The Jorkens tales—nearly 150 of which were written over a thirty-year span—brought Dunsany more widespread popularity than even his early tales and plays or his recent novels. They were published in the most widely circulated magazines both in the United States (
Atlantic Monthly, Harper's, Vanity Fair, Saturday Evening Post, Cosmopolitan
) and the United Kingdom (
Pall Mall Magazine, Spectator, Strand Magazine, John O'London's Weekly
), and were collected in five volumes from 1931 to 1954; a sixth volume was assembled before Dunsany's death but not issued.
Dunsany's blunt statement that Jorkens was a “liar” belies the actual scenarios of the stories; for their cleverness resides exactly in the reader's inability to detect any overt falsehood in them, however grotesque, implausible, or even preposterous they may appear. The secret of the Jorkens tales is their presentation of bizarre, fantastic, even supernatural incidents that resolve themselves in such a way that their outcomes remain secret or become nullified. Hence Jorkens, in “The Tale of the Abu Laheeb,” comes upon a creature in Africa who shares with humanity the use of fire; but this bond prevents Jorkens from shooting him and bringing his carcass back as proof of the creature's existence. In “Our Distant Cousins,” a friend of Jorkens has made a trip to Mars—but has regrettably lost the one bit of proof (a tiny elephant the size of a mouse) that would have confirmed the fact of his journey. In many tales Jorkens makes and then loses a fortune, while in others he faces almost certain death but narrowly escapes—and after all, isn't the fact that he lived to tell the tale proof of its veracity?
The Jorkens tales, lighthearted and even frivolous as many of them are, nevertheless manage to underscore several of Dunsany's central concerns.
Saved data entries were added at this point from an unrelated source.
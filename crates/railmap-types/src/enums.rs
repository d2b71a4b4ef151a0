//! Enumeration types for the coverage map.

use serde::{Deserialize, Serialize};
use ts_rs::TS;

// ---------------------------------------------------------------------------
// Coverage category
// ---------------------------------------------------------------------------

/// High-speed rail coverage of a department, derived from its two flags.
///
/// | line | service | category |
/// |------|---------|----------|
/// | yes  | yes     | [`Full`](Self::Full) |
/// | no   | yes     | [`ServiceOnly`](Self::ServiceOnly) |
/// | yes  | no      | [`LineOnly`](Self::LineOnly) |
/// | no   | no      | [`None`](Self::None) |
#[derive(Debug, Clone, Copy, PartialEq, Eq, PartialOrd, Ord, Hash, Serialize, Deserialize, TS)]
#[serde(rename_all = "snake_case")]
#[ts(export, export_to = "bindings/")]
pub enum CoverageCategory {
    /// A high-speed line crosses the department and trains stop there.
    Full,
    /// Trains stop in the department but no dedicated line crosses it.
    ServiceOnly,
    /// A high-speed line crosses the department without any stop.
    LineOnly,
    /// Neither a line nor a stop.
    None,
}

impl CoverageCategory {
    /// Every category, in legend order.
    pub const ALL: [Self; 4] = [Self::Full, Self::ServiceOnly, Self::LineOnly, Self::None];

    /// Derive the category from the two coverage flags.
    pub const fn from_flags(has_line: bool, has_service: bool) -> Self {
        match (has_line, has_service) {
            (true, true) => Self::Full,
            (false, true) => Self::ServiceOnly,
            (true, false) => Self::LineOnly,
            (false, false) => Self::None,
        }
    }

    /// Whether departments in this category are crossed by a line.
    pub const fn has_line(self) -> bool {
        matches!(self, Self::Full | Self::LineOnly)
    }

    /// Whether departments in this category have a stop.
    pub const fn has_service(self) -> bool {
        matches!(self, Self::Full | Self::ServiceOnly)
    }

    /// Legend label shown next to the metric.
    pub const fn label(self) -> &'static str {
        match self {
            Self::Full => "Avec ligne LGV et desserte TGV",
            Self::ServiceOnly => "Avec desserte TGV sans LGV",
            Self::LineOnly => "Traversé par LGV sans desserte",
            Self::None => "Sans desserte ni LGV",
        }
    }

    /// Fill colour used for this category on the map legend.
    pub const fn legend_color(self) -> &'static str {
        match self {
            Self::Full => "blue",
            Self::ServiceOnly => "green",
            Self::LineOnly => "orange",
            Self::None => "lightgray",
        }
    }
}
//! Data fusion and coverage statistics for the high-speed rail map.
//!
//! This crate owns the pipeline that turns the loaded tables into what a
//! map shell displays: fuse -> classify -> annotate -> aggregate, re-run
//! in full on every interaction.
//!
//! # Modules
//!
//! - [`aggregate`] -- total and per-category population with percentages
//! - [`annotate`] -- boundary features paired with fused attributes
//! - [`classify`] -- coverage category from the two flags
//! - [`config`] -- `railmap-config.yaml` loading into typed structs
//! - [`edit`] -- edit submissions and the session flag store
//! - [`error`] -- [`CoreError`], wrapping every failure of a cycle
//! - [`format`] -- thousands grouping and percentage rendering
//! - [`fusion`] -- left join of the rail table onto the population table
//! - [`session`] -- [`CoverageSession`], the explicit application state
//! - [`table`] -- tabular view sorted by population
//!
//! [`CoverageSession`]: session::CoverageSession

pub mod aggregate;
pub mod annotate;
pub mod classify;
pub mod config;
pub mod edit;
pub mod error;
pub mod format;
pub mod fusion;
pub mod session;
pub mod table;

// Re-export primary types at crate root.
pub use aggregate::{aggregate, percentage};
pub use annotate::{AnnotatedFeature, AnnotatedMap, RegionAnnotation, annotate};
pub use classify::classify;
pub use config::{ConfigError, RailmapConfig};
pub use edit::{CoverageOverrides, EditError, EditOutcome, apply_edits};
pub use error::CoreError;
pub use format::{format_percentage, format_population};
pub use fusion::{FusedDataset, FusionError, fuse};
pub use session::{CoverageSession, CycleOutput, EditStatus};
pub use table::region_table;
One particular concern that began to develop around this time was what might be termed the conflict of humanity and nature. Even his early, otherworldly fantasies could be said to have as their focus the need for humanity's reunification with the natural world; but with the passing of the years Dunsany felt he had to convey the message more forcefully. Mankind in the twentieth century was heading in the wrong direction—a direction that might, in the end, lead to its destruction, or what is worse, its merited overthrow by the rest of the natural world. Industrialization and commerce (with its accompanying prevalence of advertising, one of Dunsany's bêtes noires) were threatening to rob the world of its stores of wonder and fantasy, and both the animal and the plant kingdom (see “The Walk to Lingham”) were within their rights to throw off the shackles that subjugated them to a race that no longer merited its superiority.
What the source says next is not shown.